By Dana Gabriel
Although there is a need for Canada to expand its trade horizons, the Comprehensive Economic and Trade Agreement (CETA) currently being negotiated with the European Union (EU) appears to be based on the flawed NAFTA model. Many view it as an opportunity to decrease its trade reliance on the U.S., but it could serve to accelerate the corporate takeover of the country. The deal would exceed NAFTA in its scope and with the third round of negotiations scheduled for April 19-23 in Ottawa, there are lingering concerns regarding its lack of transparency. A Canada-EU CETA could be used to expand NAFTA, strengthen U.S.-EU economic relations and further advance the transatlantic agenda.
Some believe that the recent Canada-U.S. Agreement on Government Procurement is an important step in providing protection for future bilateral trade relations, but in the process it opens up provincial and municipal contracts to foreign corporations. Maude Barlow and Stuart Trew of the Council of Canadians criticized the Conservative government for giving up too much and receiving too little. In an collaborative article they emphasized that, “The provinces have been loath to sign the WTO's Government Procurement Agreement and did not agree to include subnational procurement in NAFTA because they could lose too much say in how public money is spent without getting any new access to the U.S. market..” They went on to say, “We believe the Buy American controversy provided Harper and the provinces, who are actively engaged in ambitious free-trade talks with Europe, with an opportunity to restructure the Canadian economy to reduce the role of our communities in setting spending priorities.” As part of the proposed CETA with Canada, one of the EU’s top objectives includes gaining access to procurement and services in areas of health, energy, water, as well as other sectors. The Canada-U.S. Buy American deal is an extension of NAFTA and has set a precedent which could further reinforce EU demands.
In mid-December 2009, Internet law columnist Michael Geist reported that the EU had proposed negotiating an intellectual property chapter which could reshape Canadian copyright law. He stated that, “While the leaked document may only represent the starting European position, there is little doubt there will be enormous pressure on Canadian negotiators to cave on the IP provision in return for ‘gains’ in other areas.” This also ties into Canada's participation in the Anti-Counterfeiting Trade Agreement (ACTA) negotiations which also include the EU, U.S. and other nations. With respect to the Canada-EU CETA, Geist also acknowledged that, “When combined with ACTA, the two agreements would render Canadian copyright law virtually unrecognizable as Canada would be required to undertake a significant rewrite of its law. The notion of a ‘made-in-Canada’ approach - already under threat from ACTA - would be lost entirely, replaced by a made-in-Washington-and-Brussels law.” Both the U.S. and the EU have singled out Canada for criticism on intellectual property and are pressing for copyright along with other reforms. Conceding to such demands could severely compromise Canadian interests.

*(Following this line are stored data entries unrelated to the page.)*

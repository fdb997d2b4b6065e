//! Provider traits: the resolution capability seam.
//!
//! [`ProviderCore`] is the object-safe erased surface; [`Provider`] layers
//! the typed generic API on top. Both [`Container`](crate::Container) and
//! [`Context`](crate::Context) satisfy the seam.

use std::any::Any;
use std::sync::Arc;

use crate::error::{DiError, DiResult};
use crate::key::Key;
use crate::resource::{Resource, ResourceIdentity};

/// Core object-safe resolution surface.
///
/// Most users should use [`Provider`] instead, which provides the typed
/// generic method built on top of this trait.
pub trait ProviderCore: Send + Sync {
    /// Resolves a resource key to its type-erased value.
    fn resolve_erased(&self, key: &Key) -> DiResult<Arc<dyn Any + Send + Sync>>;
}

/// Typed resolution interface.
///
/// Anything exposing `resolve(resource) -> value` qualifies as a provider;
/// contexts resolve within their scope, containers perform one-shot
/// resolution through an ephemeral context.
///
/// # Examples
///
/// ```rust
/// use rewire::{Container, Provider, Resource};
///
/// let port: Resource<u16> = Resource::new("port", "app").unwrap();
/// let container = Container::new();
/// container.provide_constant(&port, 8080u16);
///
/// container
///     .context(&[], |cx| {
///         assert_eq!(*cx.resolve(&port)?, 8080);
///         Ok(())
///     })
///     .unwrap();
/// ```
pub trait Provider: ProviderCore {
    /// Resolves a resource to its value.
    ///
    /// The value is shared behind an `Arc`; within one context, repeated
    /// calls for the same resource return the same instance until the
    /// context drains.
    ///
    /// # Errors
    ///
    /// [`DiError::NotProvided`] when no implementation is found anywhere in
    /// the provider chain nor as a default; [`DiError::TypeMismatch`] when
    /// the registered implementation produced a different concrete type
    /// than this token promises.
    fn resolve<T: Send + Sync + 'static>(&self, resource: &Resource<T>) -> DiResult<Arc<T>>
    where
        Self: Sized,
    {
        let value = self.resolve_erased(resource.key())?;
        value.downcast::<T>().map_err(|_| DiError::TypeMismatch {
            canonical_name: resource.canonical_name().to_string(),
            expected: std::any::type_name::<T>(),
        })
    }
}

impl<P: ProviderCore + ?Sized> Provider for P {}
//! # rewire
//!
//! A lightweight dependency injection runtime built around three ideas:
//!
//! - **Resources** are declarative tokens. A [`Resource<T>`] names a
//!   capability (`namespace.name`) and records the type a resolution
//!   yields; it says nothing about how the value is made.
//! - **Containers** bind resources to [`Implementation`]s. A [`Container`]
//!   is an inheritable registry: children shadow selectively and fall back
//!   to their parent, so a test or dev profile overrides only what it must.
//! - **Contexts** resolve. A [`Context`] memoizes every acquisition in an
//!   ordered pool and, when its scope closes, drains in reverse acquisition
//!   order so dependents release before their dependencies.
//!
//! ## Quick start
//!
//! ```rust
//! use rewire::{Container, Deps, Provider, Resource};
//!
//! let config_dir: Resource<String> = Resource::new("config_dir", "app").unwrap();
//! let db_path: Resource<String> = Resource::new("db_path", "app").unwrap();
//!
//! let container = Container::new();
//! container.provide_constant(&config_dir, "/etc/app".to_string());
//! let dir = config_dir.clone();
//! container.plain(&db_path, Deps::new().arg(&config_dir), move |cx| {
//!     Ok(format!("{}/database.yml", cx.resolve(&dir)?))
//! });
//!
//! container
//!     .context(&[], |cx| {
//!         assert_eq!(*cx.resolve(&db_path)?, "/etc/app/database.yml");
//!         Ok(())
//!     })
//!     .unwrap();
//! ```
//!
//! Resources holding things that need teardown use a contextual factory:
//! the factory returns a [`Managed`] value whose release hook runs when the
//! owning scope drains. Scopes nest with [`Context::child`]; a child
//! releases only what it reified itself, while anything delegated to the
//! parent stays alive for the parent's full lifetime. Sharing wrappers
//! ([`shared`], [`globally_shared`]) let one implementation back several
//! tokens, entered once and released with the last holder.
//!
//! Resolution is fail-fast and explicit: missing bindings, type mismatches,
//! and dependency cycles all surface as [`DiError`] values rather than
//! panics.

#![warn(missing_docs)]

mod container;
mod context;
mod error;
mod implementation;
mod internal;
mod key;
mod provider;
mod resource;
mod shared;

pub mod builtins;

pub use container::Container;
pub use context::Context;
pub use error::{DiError, DiResult};
pub use implementation::{
    BoxError, ConstantImplementation, ContextualImplementation, Deps, Implementation, Managed,
    PlainImplementation, ScopedValue,
};
pub use key::Key;
pub use provider::{Provider, ProviderCore};
pub use resource::{Resource, ResourceIdentity};
pub use shared::{
    globally_shared, shared, GloballySharedImplementation, RefCounter, SharedImplementation,
};
//! Sharing wrappers: reference-counted reuse of one implementation across
//! several resources or scopes.
//!
//! A [`SharedImplementation`] keeps one live instance per context, no
//! matter how many resource tokens it is bound to; the instance is entered
//! on the first acquisition and released when the last pool entry in that
//! context lets go. A [`GloballySharedImplementation`] goes further and
//! keeps a single instance across all scopes, alive from the first
//! acquisition anywhere until the last release anywhere.

use std::collections::HashMap;
use std::sync::{Arc, Mutex};

use crate::context::Context;
use crate::error::{DiError, DiResult};
use crate::implementation::{AnyArc, BoxError, Implementation, Release, ScopedValue};
use crate::key::Key;

/// Reference counter pairing a live value with its pending release.
///
/// The count moves 0 to 1 on install and back to 0 on the final release,
/// which is when the stored release hook runs. Releasing at count zero is a
/// bug in the caller and panics.
#[derive(Default)]
pub struct RefCounter {
    count: usize,
    value: Option<AnyArc>,
    release: Option<Release>,
}

impl RefCounter {
    /// A counter with no live value.
    pub fn new() -> Self {
        RefCounter::default()
    }

    /// Current number of outstanding acquisitions.
    pub fn count(&self) -> usize {
        self.count
    }

    /// Records another acquisition of the already-live value, or returns
    /// `None` when nothing is installed yet.
    pub(crate) fn hit(&mut self) -> Option<AnyArc> {
        if self.count == 0 {
            return None;
        }
        self.count += 1;
        self.value.clone()
    }

    /// Installs a freshly reified value as the first acquisition.
    pub(crate) fn install(&mut self, scoped: ScopedValue) -> AnyArc {
        self.count += 1;
        let value = scoped.value.clone();
        self.value = Some(scoped.value);
        self.release = Some(scoped.release);
        value
    }

    /// Drops one acquisition; at zero the stored release hook runs with
    /// `fault` and the value is let go.
    ///
    /// # Panics
    ///
    /// Panics when the count is already zero.
    pub(crate) fn release(&mut self, fault: Option<&DiError>) -> Result<(), BoxError> {
        assert!(self.count > 0, "release without a matching acquisition");
        self.count -= 1;
        if self.count > 0 {
            return Ok(());
        }
        self.value = None;
        match self.release.take() {
            Some(release) => release.run(fault),
            None => Ok(()),
        }
    }
}

/// Wraps an implementation so each context holds at most one live instance.
///
/// Useful when one implementation backs several resource tokens: every
/// token resolved in a context yields the same instance, entered once, and
/// the underlying release runs only when the context drains its last
/// holding entry.
///
/// The wrapper is cheaply clonable; clones share the counters, so binding
/// clones to different resources keeps them counted together.
///
/// # Examples
///
/// ```rust
/// use rewire::{shared, Container, Deps, PlainImplementation, Provider, Resource};
///
/// let a: Resource<String> = Resource::new("a", "app").unwrap();
/// let b: Resource<String> = Resource::new("b", "app").unwrap();
///
/// let engine = shared(PlainImplementation::new(Deps::new(), |_cx| {
///     Ok("engine".to_string())
/// }));
///
/// let container = Container::new();
/// container.provide(&a, engine.clone());
/// container.provide(&b, engine);
///
/// container
///     .context(&[], |cx| {
///         // Both tokens resolve to the one shared instance.
///         assert!(std::sync::Arc::ptr_eq(&cx.resolve(&a)?, &cx.resolve(&b)?));
///         Ok(())
///     })
///     .unwrap();
/// ```
#[derive(Clone)]
pub struct SharedImplementation {
    inner: Arc<dyn Implementation>,
    counters: Arc<Mutex<HashMap<usize, RefCounter>>>,
}

impl SharedImplementation {
    /// Wraps `inner` with per-context reference counting.
    pub fn new<I: Implementation + 'static>(inner: I) -> Self {
        SharedImplementation {
            inner: Arc::new(inner),
            counters: Arc::new(Mutex::new(HashMap::new())),
        }
    }
}

impl Implementation for SharedImplementation {
    fn reify(&self, resource: &Key, provider: &Context) -> DiResult<ScopedValue> {
        let id = provider.ptr_id();
        let hit = self
            .counters
            .lock()
            .unwrap()
            .entry(id)
            .or_default()
            .hit();
        // Reify outside the lock so the underlying factory may resolve
        // other shared resources through the same wrapper set.
        let value = match hit {
            Some(value) => value,
            None => match self.inner.reify(resource, provider) {
                Ok(scoped) => self
                    .counters
                    .lock()
                    .unwrap()
                    .entry(id)
                    .or_default()
                    .install(scoped),
                Err(e) => {
                    // Nothing was installed; drop the empty counter so the
                    // map does not accumulate entries for failed contexts.
                    let mut map = self.counters.lock().unwrap();
                    if map.get(&id).map_or(false, |c| c.count() == 0) {
                        map.remove(&id);
                    }
                    return Err(e);
                }
            },
        };
        let counters = self.counters.clone();
        let release = Release::Hook(Box::new(move |fault| {
            let mut map = counters.lock().unwrap();
            let counter = map
                .get_mut(&id)
                .expect("release without a matching acquisition");
            let result = counter.release(fault);
            if counter.count() == 0 {
                map.remove(&id);
            }
            result
        }));
        Ok(ScopedValue::from_arc_with_release(value, release))
    }
}

/// Wraps an implementation so one live instance spans every scope.
///
/// The instance is reified lazily against the context that owns the
/// resource's binding, enters on the first acquisition anywhere, and
/// releases only when the last holding context drains. Because the owner is
/// found by walking the binding chain, dependencies of a globally shared
/// resource must be reachable from the owning scope; bindings private to a
/// deeper child are not visible to it.
#[derive(Clone)]
pub struct GloballySharedImplementation {
    inner: Arc<dyn Implementation>,
    slot: Arc<Mutex<RefCounter>>,
}

impl GloballySharedImplementation {
    /// Wraps `inner` with global reference counting.
    pub fn new<I: Implementation + 'static>(inner: I) -> Self {
        GloballySharedImplementation {
            inner: Arc::new(inner),
            slot: Arc::new(Mutex::new(RefCounter::new())),
        }
    }
}

impl Implementation for GloballySharedImplementation {
    fn reify(&self, resource: &Key, provider: &Context) -> DiResult<ScopedValue> {
        let owner = provider.owner_of(resource);
        let hit = self.slot.lock().unwrap().hit();
        let value = match hit {
            Some(value) => value,
            None => {
                let scoped = self.inner.reify(resource, &owner)?;
                self.slot.lock().unwrap().install(scoped)
            }
        };
        let slot = self.slot.clone();
        let release = Release::Hook(Box::new(move |fault| slot.lock().unwrap().release(fault)));
        Ok(ScopedValue::from_arc_with_release(value, release))
    }
}

/// Wraps an implementation for per-context sharing.
pub fn shared<I: Implementation + 'static>(inner: I) -> SharedImplementation {
    SharedImplementation::new(inner)
}

/// Wraps an implementation for cross-scope sharing.
pub fn globally_shared<I: Implementation + 'static>(inner: I) -> GloballySharedImplementation {
    GloballySharedImplementation::new(inner)
}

Full article http://beyourownleader.blogspot.com/2010/03/advancing-transatlantic-agenda.html

Late last year, a draft of the European Union proposal for the intellectual property chapter of the Canada - EU Comprehensive Economic Trade Agreement leaked online. The leak revealed that the EU was seeking some significant changes to Canadian IP laws. Negotiations have continued and I have now received an updated copy of the draft chapter, complete with proposals from both the EU and Canada. The breadth of the demands are stunning - the EU is demanding nothing less than a complete overhaul of Canadian IP laws including copyright, trademark, databases, patent, geographic indications, and even plant variety rights.
read more http://www.michaelgeist.ca/content/view/4914/125/
As a proposed large-scale free-trade and economic-integration pact between Canada and the 27 European Union countries enters a crucial stage of negotiations, Canadian and European officials say the deal's biggest obstacle is the province of Ontario.
After officials from the EU Trade Commission flew to Ottawa last week to meet with their Canadian counterparts in advance of an important round of negotiations starting on April 19, officials close to the talks said in briefings that Ontario’s reluctance to open up its government procurement procedures to European bidding has become a sticking point.
read more http://www.theglobeandmail.com/news/wor ... le1518147/
And I don't blame Ontario one bit. ANY monies spent by government should be exempt from ANY free trade deal. Free trade should cover imports and exports, and not services, other than those provided and funded by private concerns.
If we are considering using primary resources as trade goods, then we are voluntarily affirming Europe's former colonial policies. And what does that say about us?
What (for instance) do we have to trade from a position of strength?